Terrorists blur into freedom fighters
By Brian M Downing
Tensions between Iran on the one hand and the United States and Israel have eased substantially since war loomed just a few weeks ago.
Israeli politicians, generals and security experts have openly expressed opposition to attacking Iran. More recently, the hawkish coalition in power has brought in the Kadima party, a large moderate bloc whose leaders also oppose such a strike. The P5+1 talks – which include Britain, China, France, Russia, and the US plus Germany – on Iran’s nuclear program are scheduled to begin in Baghdad next week in this calmer atmosphere.
The Barack Obama administration has refused to support Israel’s “red line” of continued uranium enrichment, which would lead to an Israeli attack. Obama has presented a less restrictive red line of an actual weapons program, which would lead to an American attack.

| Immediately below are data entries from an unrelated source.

impl Engine {
    pub fn new(driver: Box<dyn Driver>, options: EngineOptions, host: HostHandle) -> Self {
        let buffer_size = driver.buffer_size();
        let sample_rate = driver.sample_rate();
        Self {
            driver,
            options,
            host,
            shared: Arc::new(EngineShared {
                rt: Mutex::new(RtData::new()),
                midi_in: Arc::new(MidiInQueue::new()),
                midi_outs: Mutex::new(Vec::new()),
                is_ready: AtomicBool::new(false),
                frame_clock: Arc::new(AtomicU64::new(0)),
                buffer_size: AtomicU32::new(buffer_size),
                sample_rate: AtomicU64::new(sample_rate.to_bits()),
            }),
            graph: None,
            midi_ins: Vec::new(),
            client_name: String::new(),
            last_error: Mutex::new(String::new()),
        }
    }

    /// Creates the graph for the configured topology, starts the driver, and
    /// announces the topology.
    pub fn init(&mut self, client_name: &str) -> Result<(), EngineError> {
        let result = self.init_inner(client_name);
        self.record(result)
    }

    fn init_inner(&mut self, client_name: &str) -> Result<(), EngineError> {
        if client_name.is_empty() {
            return Err(EngineError::InvalidName);
        }
        if self.graph.is_some() {
            return Err(EngineError::AlreadyRunning);
        }

        let buffer_size = self.driver.buffer_size();
        let inputs = self.driver.num_inputs();
        let outputs = self.driver.num_outputs();

        let graph = match self.options.topology {
            Topology::Rack => GraphHandle::Rack(Arc::new(RackGraph::new(
                self.host.clone(),
                client_name,
                buffer_size,
                inputs,
                outputs,
            ))),
            Topology::Patchbay => GraphHandle::Patchbay(Arc::new(PatchbayGraph::new(
                self.host.clone(),
                buffer_size,
                inputs,
                outputs,
            ))),
        };

        self.shared.buffer_size.store(buffer_size, Ordering::Release);
        self.shared.is_ready.store(true, Ordering::Release);

        let callback =
            make_process_callback(self.shared.clone(), graph.clone(), self.driver.is_offline());
        self.driver.start(callback)?;

        self.client_name = client_name.to_string();
        self.graph = Some(graph);

        self.host.on_event(HostEvent::EngineStarted {
            driver: self.driver.name().to_string(),
            sample_rate: self.driver.sample_rate(),
            buffer_size,
        });
        self.refresh_inner()?;
        Ok(())
    }

    /// Stops the driver and tears the topology down.
    pub fn close(&mut self) -> Result<(), EngineError> {
        let result = self.close_inner();
        self.record(result)
    }

    fn close_inner(&mut self) -> Result<(), EngineError> {
        if self.graph.is_none() {
            return Err(EngineError::NotRunning);
        }
        self.shared.is_ready.store(false, Ordering::Release);
        if self.driver.is_running() {
            self.driver.stop()?;
        }
        self.midi_ins.clear();
        self.shared.midi_outs.lock().clear();
        {
            let mut rt = self.shared.rt.lock();
            rt.plugins.clear();
            rt.events_in.clear();
            rt.events_out.clear();
        }
        self.graph = None;
        Ok(())
    }

    #[inline]
    pub fn is_running(&self) -> bool {
        self.graph.is_some()
    }

    #[inline]
    pub fn is_offline(&self) -> bool {
        self.driver.is_offline()
    }

    pub fn current_driver_name(&self) -> &'static str {
        self.driver.name()
    }

    /// The client name passed to [`init`](Self::init).
    pub fn client_name(&self) -> &str {
        &self.client_name
    }

    pub fn sample_rate(&self) -> f64 {
        f64::from_bits(self.shared.sample_rate.load(Ordering::Acquire))
    }

    pub fn buffer_size(&self) -> u32 {
        self.shared.buffer_size.load(Ordering::Acquire)
    }

    /// The staging queue drivers feed incoming device MIDI into.
    pub fn midi_in_queue(&self) -> Arc<MidiInQueue> {
        self.shared.midi_in.clone()
    }

    /// The last recorded failure, as text. Empty when nothing failed yet.
    pub fn last_error(&self) -> String {
        self.last_error.lock().clone()
    }

    /// Connects two ports of the active graph.
    pub fn patchbay_connect(
        &mut self,
        source_group: GroupId,
        source_port: PortId,
        target_group: GroupId,
        target_port: PortId,
    ) -> Result<ConnectionId, EngineError> {
        let result = self.connect_inner(source_group, source_port, target_group, target_port);
        self.record(result)
    }

    fn connect_inner(
        &mut self,
        source_group: GroupId,
        source_port: PortId,
        target_group: GroupId,
        target_port: PortId,
    ) -> Result<ConnectionId, EngineError> {
        let graph = self.graph.clone().ok_or(EngineError::NotRunning)?;
        match graph {
            GraphHandle::Rack(rack) => {
                let mut midi_io = EngineMidiIo {
                    driver: self.driver.as_mut(),
                    shared: &self.shared,
                    midi_ins: &mut self.midi_ins,
                };
                Ok(rack.connect(
                    &mut midi_io,
                    source_group,
                    source_port,
                    target_group,
                    target_port,
                )?)
            }
            GraphHandle::Patchbay(patchbay) => {
                Ok(patchbay.connect(source_group, source_port, target_group, target_port)?)
            }
        }
    }

    /// Removes the connection with the given id.
    pub fn patchbay_disconnect(&mut self, id: ConnectionId) -> Result<(), EngineError> {
        let result = self.disconnect_inner(id);
        self.record(result)
    }

    fn disconnect_inner(&mut self, id: ConnectionId) -> Result<(), EngineError> {
        let graph = self.graph.clone().ok_or(EngineError::NotRunning)?;
        match graph {
            GraphHandle::Rack(rack) => {
                let mut midi_io = EngineMidiIo {
                    driver: self.driver.as_mut(),
                    shared: &self.shared,
                    midi_ins: &mut self.midi_ins,
                };
                Ok(rack.disconnect(&mut midi_io, id)?)
            }
            GraphHandle::Patchbay(patchbay) => Ok(patchbay.disconnect(id)?),
        }
    }

    /// Re-announces the topology. `external` is only meaningful on drivers
    /// that own their own patchbay, which this engine's drivers do not.
    pub fn patchbay_refresh(&mut self, external: bool) -> Result<(), EngineError> {
        let result = if external {
            Err(EngineError::ExternalPatchbayUnsupported)
        } else {
            self.refresh_inner()
        };
        self.record(result)
    }

    fn refresh_inner(&mut self) -> Result<(), EngineError> {
        let graph = self.graph.clone().ok_or(EngineError::NotRunning)?;
        match graph {
            GraphHandle::Rack(rack) => {
                let midi_ins = self.driver.midi_in_ports();
                let midi_outs = self.driver.midi_out_ports();
                rack.refresh(&midi_ins, &midi_outs);
            }
            GraphHandle::Patchbay(patchbay) => patchbay.refresh(),
        }
        Ok(())
    }

    /// Active connections as a flat `[src1, dst1, src2, dst2, ...]` list of
    /// full port names.
    pub fn get_patchbay_connections(&self) -> Vec<String> {
        let pairs = match &self.graph {
            Some(GraphHandle::Rack(rack)) => rack.connections(),
            Some(GraphHandle::Patchbay(patchbay)) => patchbay.connections(),
            None => Vec::new(),
        };
        pairs
            .into_iter()
            .flat_map(|(source, target)| [source, target])
            .collect()
    }

    /// Decodes two full port names and connects them.
    pub fn restore_patchbay_connection(
        &mut self,
        source: &str,
        target: &str,
    ) -> Result<ConnectionId, EngineError> {
        let result = (|| {
            let graph = self.graph.clone().ok_or(EngineError::NotRunning)?;
            let decode = |name: &str| -> Result<(GroupId, PortId), EngineError> {
                match &graph {
                    GraphHandle::Rack(rack) => Ok(rack.group_and_port_from_name(name)?),
                    GraphHandle::Patchbay(patchbay) => {
                        Ok(patchbay.group_and_port_from_name(name)?)
                    }
                }
            };
            let (source_group, source_port) = decode(source)?;
            let (target_group, target_port) = decode(target)?;
            self.connect_inner(source_group, source_port, target_group, target_port)
        })();
        self.record(result)
    }

    /// Registers a plugin: appended to the chain in rack mode, wrapped in a
    /// node in patchbay mode.
    pub fn add_plugin(&mut self, plugin: Box<dyn Plugin>) -> Result<(), EngineError> {
        let result = (|| {
            let graph = self.graph.clone().ok_or(EngineError::NotRunning)?;
            match graph {
                GraphHandle::Rack(_) => {
                    self.shared.rt.lock().plugins.push(PluginSlot::new(plugin));
                    Ok(())
                }
                GraphHandle::Patchbay(patchbay) => {
                    patchbay.add_plugin(plugin)?;
                    Ok(())
                }
            }
        })();
        self.record(result)
    }

    /// Removes the plugin with the given stable index.
    pub fn remove_plugin(&mut self, plugin_id: u32) -> Result<(), EngineError> {
        let result = (|| {
            let graph = self.graph.clone().ok_or(EngineError::NotRunning)?;
            match graph {
                GraphHandle::Rack(_) => {
                    let mut rt = self.shared.rt.lock();
                    let index = rt
                        .plugins
                        .iter()
                        .position(|slot| {
                            slot.plugin.as_ref().map(|p| p.id()) == Some(plugin_id)
                        })
                        .ok_or(GraphError::UnknownPlugin(plugin_id))?;
                    rt.plugins.remove(index);
                    Ok(())
                }
                GraphHandle::Patchbay(patchbay) => {
                    patchbay.remove_plugin(plugin_id)?;
                    Ok(())
                }
            }
        })();
        self.record(result)
    }

    /// Swaps in a new instance for the plugin with the same stable index. In
    /// patchbay mode the node id is kept but connections are not
    /// re-established.
    pub fn replace_plugin(&mut self, replacement: Box<dyn Plugin>) -> Result<(), EngineError> {
        let result = (|| {
            let graph = self.graph.clone().ok_or(EngineError::NotRunning)?;
            match graph {
                GraphHandle::Rack(_) => {
                    let plugin_id = replacement.id();
                    let mut rt = self.shared.rt.lock();
                    let slot = rt
                        .plugins
                        .iter_mut()
                        .find(|slot| {
                            slot.plugin.as_ref().map(|p| p.id()) == Some(plugin_id)
                        })
                        .ok_or(GraphError::UnknownPlugin(plugin_id))?;
                    *slot = PluginSlot::new(replacement);
                    Ok(())
                }
                GraphHandle::Patchbay(patchbay) => {
                    patchbay.replace_plugin(replacement)?;
                    Ok(())
                }
            }
        })();
        self.record(result)
    }

    /// Peak input levels of the chain plugin at `plugin_index` (rack mode).
    pub fn input_peaks(&self, plugin_index: usize) -> [f32; 2] {
        let rt = self.shared.rt.lock();
        rt.plugins
            .get(plugin_index)
            .map(|slot| slot.ins_peak)
            .unwrap_or([0.0; 2])
    }

    /// Peak output levels of the chain plugin at `plugin_index` (rack mode).
    pub fn output_peaks(&self, plugin_index: usize) -> [f32; 2] {
        let rt = self.shared.rt.lock();
        rt.plugins
            .get(plugin_index)
            .map(|slot| slot.outs_peak)
            .unwrap_or([0.0; 2])
    }

    /// Changes the block size. The engine is quiesced for the duration: the
    /// ready flag drops, the in-flight block finishes, buffers are rebuilt
    /// and swapped, and the flag is restored.
    pub fn set_buffer_size(&mut self, buffer_size: u32) -> Result<(), EngineError> {
        let result = (|| {
            let graph = self.graph.clone().ok_or(EngineError::NotRunning)?;
            self.shared.is_ready.store(false, Ordering::Release);
            {
                let _rt = self.shared.rt.lock();
                match &graph {
                    GraphHandle::Rack(rack) => rack.set_buffer_size(buffer_size),
                    GraphHandle::Patchbay(patchbay) => patchbay.set_buffer_size(buffer_size),
                }
                self.shared.buffer_size.store(buffer_size, Ordering::Release);
            }
            self.shared.is_ready.store(true, Ordering::Release);
            Ok(())
        })();
        self.record(result)
    }

    /// Changes the sample rate, quiesced the same way as
    /// [`set_buffer_size`](Self::set_buffer_size).
    pub fn set_sample_rate(&mut self, sample_rate: f64) -> Result<(), EngineError> {
        let result = (|| {
            self.graph.as_ref().ok_or(EngineError::NotRunning)?;
            self.shared.is_ready.store(false, Ordering::Release);
            {
                let _rt = self.shared.rt.lock();
                self.shared
                    .sample_rate
                    .store(sample_rate.to_bits(), Ordering::Release);
            }
            self.shared.is_ready.store(true, Ordering::Release);
            Ok(())
        })();
        self.record(result)
    }

    /// Renders one block through an offline driver.
    pub fn run_block(
        &mut self,
        ins: &[&[Sample]],
        outs: &mut [&mut [Sample]],
    ) -> Result<(), EngineError> {
        let result = self.driver.render(ins, outs).map_err(EngineError::from);
        self.record(result)
    }

    fn record<T>(&self, result: Result<T, EngineError>) -> Result<T, EngineError> {
        if let Err(err) = &result {
            *self.last_error.lock() = err.to_string();
            if let EngineError::Driver(_) = err {
                self.host.on_event(HostEvent::Error {
                    message: err.to_string(),
                });
            }
        }
        result
    }
}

Foreign powers should act to nudge Iran into accepting the US red line, which after all offers Tehran a victory of sorts over Israeli demands and threats. Unfortunately, neither the US nor the Sunni Gulf powers are obliging and this could adversely affect impending talks and political dynamics in Tehran as well.
The US recently deployed a number of F-22 fighters to an unnamed place in the region, probably the al-Dafra air base in the United Arab Emirates. These fighters have the latest stealth technology but have never seen combat. Iran must wonder how eager the US is to give their new planes a proper evaluation.
Elsewhere in the Gulf, Saudi Arabia and Bahrain are discussing a political union, which would strengthen anti-Shi’ite resolve and weaken the traditional role of smaller Gulf states as balancers between the Saudi and Iranian powers who threaten to upset the neighborhood.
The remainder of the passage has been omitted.